In Europe, there’s been no such pining for the bad old days of overworked young physicians. For whatever reason, the transition to more reasonable work hours for physicians there has gone much more smoothly. In 1998, the European Working Time Directive issued a requirement to limit doctors in training to a maximum workweek of 48 hours. Despite this relatively minuscule number of hours and the high number of handoffs that comes with the territory, European medicine has not suffered. There is no serious argument that German, Swedish, or Danish physicians are poorly trained or that their patients are receiving poor care. While acknowledging the huge differences between our medical systems, the proof of principle remains in plain sight: Doctors don’t need to work insane hours to provide excellent care.
So instead of investing considerable time, effort, and money into attempting to prove that work-hour limitations haven’t solved all of the medical system’s problems — no one’s saying they have — researchers should instead be seeking out ways to further improve that system and make handoffs safer. We must identify where and why mistakes happen and address these shortcomings wherever they are found. The idea of instead simply rolling back the clock to an era where physicians would often fall asleep in the middle of performing surgery is dangerously shortsighted.

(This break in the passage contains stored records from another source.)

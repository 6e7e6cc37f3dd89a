//! The concrete medical meta-tasks.
//!
//! One settlement-scoped scorer (body examination) and five worker-scoped
//! ones. Worker-scoped metas emit at most one candidate per scheduling pass.

use hecs::{Entity, World};

use outpost_logic::condition::{CARE_SEEKING_FITNESS, DUTY_FITNESS};
use outpost_logic::constants::{scores, thresholds};
use outpost_logic::medical::{body_exam_score, skill_score_factor};
use outpost_logic::rating::RatingScore;

use crate::components::{Location, Person, PhysicalCondition, SkillType};
use crate::medical::{ProblemRef, StationId};
use crate::task::{
    fit_for, location_of, skill_level, ExamineBody, PrescribeMedication,
    RequestMedicalTreatment, RestingMedicalRecovery, Task, TaskContext, TreatHealthProblem,
};

use super::{live, Candidate, MetaTask, SchedulerContext, ScoredCandidate};

use rand::Rng;

fn is_person(world: &World, worker: Entity) -> bool {
    world.get::<&Person>(worker).is_ok()
}

/// Performance modifier; workers without a condition (robots) rate 1.0.
fn performance_of(world: &World, worker: Entity) -> f64 {
    world
        .get::<&PhysicalCondition>(worker)
        .map(|c| c.performance())
        .unwrap_or(1.0)
}

// ── Examine Body ────────────────────────────────────────────────────────

/// Settlement-scoped: one candidate per unexamined death. The score grows
/// with how long the body has waited, so no body starves forever.
pub struct ExamineBodyMeta;

impl MetaTask for ExamineBodyMeta {
    fn name(&self) -> &'static str {
        "Examine Body"
    }

    fn candidates(&self, ctx: &SchedulerContext, worker: Entity) -> Vec<ScoredCandidate> {
        if location_of(ctx.world, worker) != Location::Settlement
            || !fit_for(ctx.world, worker, &DUTY_FITNESS)
        {
            return Vec::new();
        }
        ctx.medical
            .deaths()
            .filter(|(_, d)| !d.exam_done)
            .map(|(id, d)| {
                let elapsed = (ctx.now - d.time_of_death).max(0.0);
                ScoredCandidate {
                    candidate: Candidate::ExamineBody(id),
                    score: RatingScore::new("body exam", body_exam_score(elapsed)),
                }
            })
            .collect()
    }

    fn instantiate(
        &self,
        ctx: &mut TaskContext,
        worker: Entity,
        candidate: &Candidate,
    ) -> Option<Box<dyn Task>> {
        let Candidate::ExamineBody(death) = candidate else {
            return None;
        };
        live(ExamineBody::new(ctx, worker, *death))
    }
}

// ── Treat Medical Patient ───────────────────────────────────────────────

/// Problems this doctor could treat right now, across every working station.
fn treatable_by_doctor(
    world: &World,
    medical: &crate::medical::MedicalManager,
    doctor: Entity,
) -> Vec<(ProblemRef, StationId)> {
    let skill = skill_level(world, doctor, SkillType::Medicine);
    let mut jobs = Vec::new();
    for (id, station) in medical.stations() {
        if station.has_malfunction() {
            continue;
        }
        for &problem in station.awaiting() {
            let Some(treatment) = problem.complaint.descriptor().treatment else {
                continue;
            };
            if !treatment.self_admin && skill >= treatment.required_skill {
                jobs.push((problem, id));
            }
        }
    }
    jobs
}

/// Worker-scoped: treat some waiting patient whose treatment needs a doctor.
/// The concrete patient is drawn uniformly at instantiation; assignment is
/// deliberately not urgency-ordered.
pub struct TreatMedicalPatientMeta;

impl MetaTask for TreatMedicalPatientMeta {
    fn name(&self) -> &'static str {
        "Treat Medical Patient"
    }

    fn candidates(&self, ctx: &SchedulerContext, worker: Entity) -> Vec<ScoredCandidate> {
        if location_of(ctx.world, worker) != Location::Settlement
            || !fit_for(ctx.world, worker, &DUTY_FITNESS)
        {
            return Vec::new();
        }
        let jobs = treatable_by_doctor(ctx.world, ctx.medical, worker);
        if jobs.is_empty() {
            return Vec::new();
        }
        let skill = skill_level(ctx.world, worker, SkillType::Medicine);
        let score = RatingScore::new("treat patient", scores::TREAT_PATIENT_BASE)
            .multiply("patients waiting", jobs.len() as f64)
            .multiply("skill", skill_score_factor(skill))
            .multiply("performance", performance_of(ctx.world, worker));
        vec![ScoredCandidate {
            candidate: Candidate::TreatPatient,
            score,
        }]
    }

    fn instantiate(
        &self,
        ctx: &mut TaskContext,
        worker: Entity,
        candidate: &Candidate,
    ) -> Option<Box<dyn Task>> {
        if *candidate != Candidate::TreatPatient {
            return None;
        }
        let jobs = treatable_by_doctor(ctx.world, ctx.medical, worker);
        if jobs.is_empty() {
            return None;
        }
        let (problem, station) = jobs[ctx.rng.gen_range(0..jobs.len())];
        live(TreatHealthProblem::treat_patient(ctx, worker, problem, station))
    }
}

// ── Self Treat Health Problem ───────────────────────────────────────────

/// The single most serious self-treatable problem, or none. Iterates the
/// problem list in insertion order and replaces only on strictly greater
/// seriousness, so the choice is deterministic under ties.
pub fn most_serious_self_treatable(
    condition: &PhysicalCondition,
    medical: &crate::medical::MedicalManager,
) -> Option<(crate::medical::ComplaintType, StationId)> {
    let person_problems = condition
        .active_problems()
        .filter(|p| p.needs_treatment());
    let mut best: Option<(u32, crate::medical::ComplaintType, StationId)> = None;
    for problem in person_problems {
        let descriptor = problem.complaint.descriptor();
        let Some(treatment) = descriptor.treatment else {
            continue;
        };
        if !treatment.self_admin {
            continue;
        }
        let Some(station) = medical
            .stations()
            .find(|(_, s)| !s.has_malfunction() && s.can_treat(problem.complaint))
            .map(|(id, _)| id)
        else {
            continue;
        };
        if best.map_or(true, |(s, _, _)| descriptor.seriousness > s) {
            best = Some((descriptor.seriousness, problem.complaint, station));
        }
    }
    best.map(|(_, complaint, station)| (complaint, station))
}

/// Worker-scoped: treat one's own worst self-treatable problem.
/// Urgency-ordered, unlike doctor-to-patient assignment.
pub struct SelfTreatHealthProblemMeta;

impl SelfTreatHealthProblemMeta {
    fn job_for(
        ctx_world: &World,
        medical: &crate::medical::MedicalManager,
        worker: Entity,
    ) -> Option<(ProblemRef, StationId)> {
        let condition = ctx_world.get::<&PhysicalCondition>(worker).ok()?;
        if !condition.alive {
            return None;
        }
        most_serious_self_treatable(&condition, medical).map(|(complaint, station)| {
            (
                ProblemRef {
                    person: worker,
                    complaint,
                },
                station,
            )
        })
    }
}

impl MetaTask for SelfTreatHealthProblemMeta {
    fn name(&self) -> &'static str {
        "Self Treat Health Problem"
    }

    fn candidates(&self, ctx: &SchedulerContext, worker: Entity) -> Vec<ScoredCandidate> {
        if !is_person(ctx.world, worker)
            || location_of(ctx.world, worker) == Location::Outside
            || !fit_for(ctx.world, worker, &CARE_SEEKING_FITNESS)
        {
            return Vec::new();
        }
        let Some((problem, station)) = Self::job_for(ctx.world, ctx.medical, worker) else {
            return Vec::new();
        };
        let skill = skill_level(ctx.world, worker, SkillType::Medicine);
        vec![ScoredCandidate {
            candidate: Candidate::SelfTreat { problem, station },
            score: RatingScore::new("self treatment", scores::SELF_TREAT_BASE)
                .multiply("skill", skill_score_factor(skill)),
        }]
    }

    fn instantiate(
        &self,
        ctx: &mut TaskContext,
        worker: Entity,
        candidate: &Candidate,
    ) -> Option<Box<dyn Task>> {
        let Candidate::SelfTreat { problem, station } = candidate else {
            return None;
        };
        live(TreatHealthProblem::self_treat(ctx, worker, *problem, *station))
    }
}

// ── Request Medical Treatment ───────────────────────────────────────────

/// Problems the worker cannot handle alone: the treatment needs a doctor.
/// Self-administerable problems go through self-treatment instead, whatever
/// the sufferer's skill.
fn needs_doctor_count(world: &World, worker: Entity) -> usize {
    world
        .get::<&PhysicalCondition>(worker)
        .map(|c| {
            if !c.alive {
                return 0;
            }
            c.active_problems()
                .filter(|p| p.needs_treatment())
                .filter(|p| {
                    p.complaint
                        .descriptor()
                        .treatment
                        .map_or(false, |t| !t.self_admin)
                })
                .count()
        })
        .unwrap_or(0)
}

/// Worker-scoped: go to a station and wait for a doctor.
pub struct RequestMedicalTreatmentMeta;

impl MetaTask for RequestMedicalTreatmentMeta {
    fn name(&self) -> &'static str {
        "Request Medical Treatment"
    }

    fn candidates(&self, ctx: &SchedulerContext, worker: Entity) -> Vec<ScoredCandidate> {
        if !is_person(ctx.world, worker)
            || location_of(ctx.world, worker) == Location::Outside
            || !fit_for(ctx.world, worker, &CARE_SEEKING_FITNESS)
        {
            return Vec::new();
        }
        let count = needs_doctor_count(ctx.world, worker);
        if count == 0 {
            return Vec::new();
        }
        // At least one station must be able to take the request.
        let treatable_somewhere = ctx
            .world
            .get::<&PhysicalCondition>(worker)
            .map(|c| {
                c.active_problems().any(|p| {
                    p.needs_treatment()
                        && ctx.medical.station_for(p.complaint).is_some()
                })
            })
            .unwrap_or(false);
        if !treatable_somewhere {
            return Vec::new();
        }
        vec![ScoredCandidate {
            candidate: Candidate::RequestTreatment,
            score: RatingScore::new("request treatment", scores::REQUEST_TREATMENT_BASE)
                .multiply("problems", count as f64),
        }]
    }

    fn instantiate(
        &self,
        ctx: &mut TaskContext,
        worker: Entity,
        candidate: &Candidate,
    ) -> Option<Box<dyn Task>> {
        if *candidate != Candidate::RequestTreatment {
            return None;
        }
        live(RequestMedicalTreatment::new(ctx, worker))
    }
}

// ── Resting Medical Recovery ────────────────────────────────────────────

/// Worker-scoped: bed rest for problems that only heal in a medical bed.
pub struct RestingMedicalRecoveryMeta;

impl MetaTask for RestingMedicalRecoveryMeta {
    fn name(&self) -> &'static str {
        "Resting Medical Recovery"
    }

    fn candidates(&self, ctx: &SchedulerContext, worker: Entity) -> Vec<ScoredCandidate> {
        if !is_person(ctx.world, worker)
            || location_of(ctx.world, worker) == Location::Outside
            || !fit_for(ctx.world, worker, &CARE_SEEKING_FITNESS)
        {
            return Vec::new();
        }
        let Ok(condition) = ctx.world.get::<&PhysicalCondition>(worker) else {
            return Vec::new();
        };
        if !condition.alive || !condition.problems.iter().any(|p| p.needs_bed_rest()) {
            return Vec::new();
        }
        let bed_available = ctx
            .medical
            .stations()
            .any(|(_, s)| s.patient_num() < s.sick_beds() || s.is_resting(worker));
        if !bed_available {
            return Vec::new();
        }
        let hunger_penalty =
            (1.0 - condition.hunger / thresholds::HUNGER_CEILING).clamp(0.1, 1.0);
        vec![ScoredCandidate {
            candidate: Candidate::BedRest,
            score: RatingScore::new("bed rest", scores::BED_REST_BASE)
                .multiply("hunger penalty", hunger_penalty),
        }]
    }

    fn instantiate(
        &self,
        ctx: &mut TaskContext,
        worker: Entity,
        candidate: &Candidate,
    ) -> Option<Box<dyn Task>> {
        if *candidate != Candidate::BedRest {
            return None;
        }
        live(RestingMedicalRecovery::new(ctx, worker))
    }
}

// ── Prescribe Medication ────────────────────────────────────────────────

/// Worker-scoped: prescribe for the first person indoors who needs a dose.
pub struct PrescribeMedicationMeta;

impl MetaTask for PrescribeMedicationMeta {
    fn name(&self) -> &'static str {
        "Prescribe Medication"
    }

    fn candidates(&self, ctx: &SchedulerContext, worker: Entity) -> Vec<ScoredCandidate> {
        if location_of(ctx.world, worker) != Location::Settlement
            || !fit_for(ctx.world, worker, &DUTY_FITNESS)
        {
            return Vec::new();
        }
        if crate::task::find_patient(ctx.world).is_none() {
            return Vec::new();
        }
        let skill = skill_level(ctx.world, worker, SkillType::Medicine);
        vec![ScoredCandidate {
            candidate: Candidate::Prescribe,
            score: RatingScore::new("prescribe", scores::PRESCRIBE_BASE)
                .multiply("skill", skill_score_factor(skill))
                .multiply("performance", performance_of(ctx.world, worker)),
        }]
    }

    fn instantiate(
        &self,
        ctx: &mut TaskContext,
        worker: Entity,
        candidate: &Candidate,
    ) -> Option<Box<dyn Task>> {
        if *candidate != Candidate::Prescribe {
            return None;
        }
        live(PrescribeMedication::new(ctx, worker))
    }
}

Just as the first transfusions, vaccinations, and transplants began as disappointments, the first attempt at limiting the dangers of sleep deprivation in physicians did not produce the overwhelming reduction of medical errors some had hoped. But the lesson is the same: Just because new obstacles appear, don’t turn around. Keep pressing forward. There’s no reason to regress to a system that put patients — and young physicians — at risk.
Dr. Farzon A. Nahvi is an emergency medicine physician at NYU Hospital Center and Bellevue Hospital Center in New York City.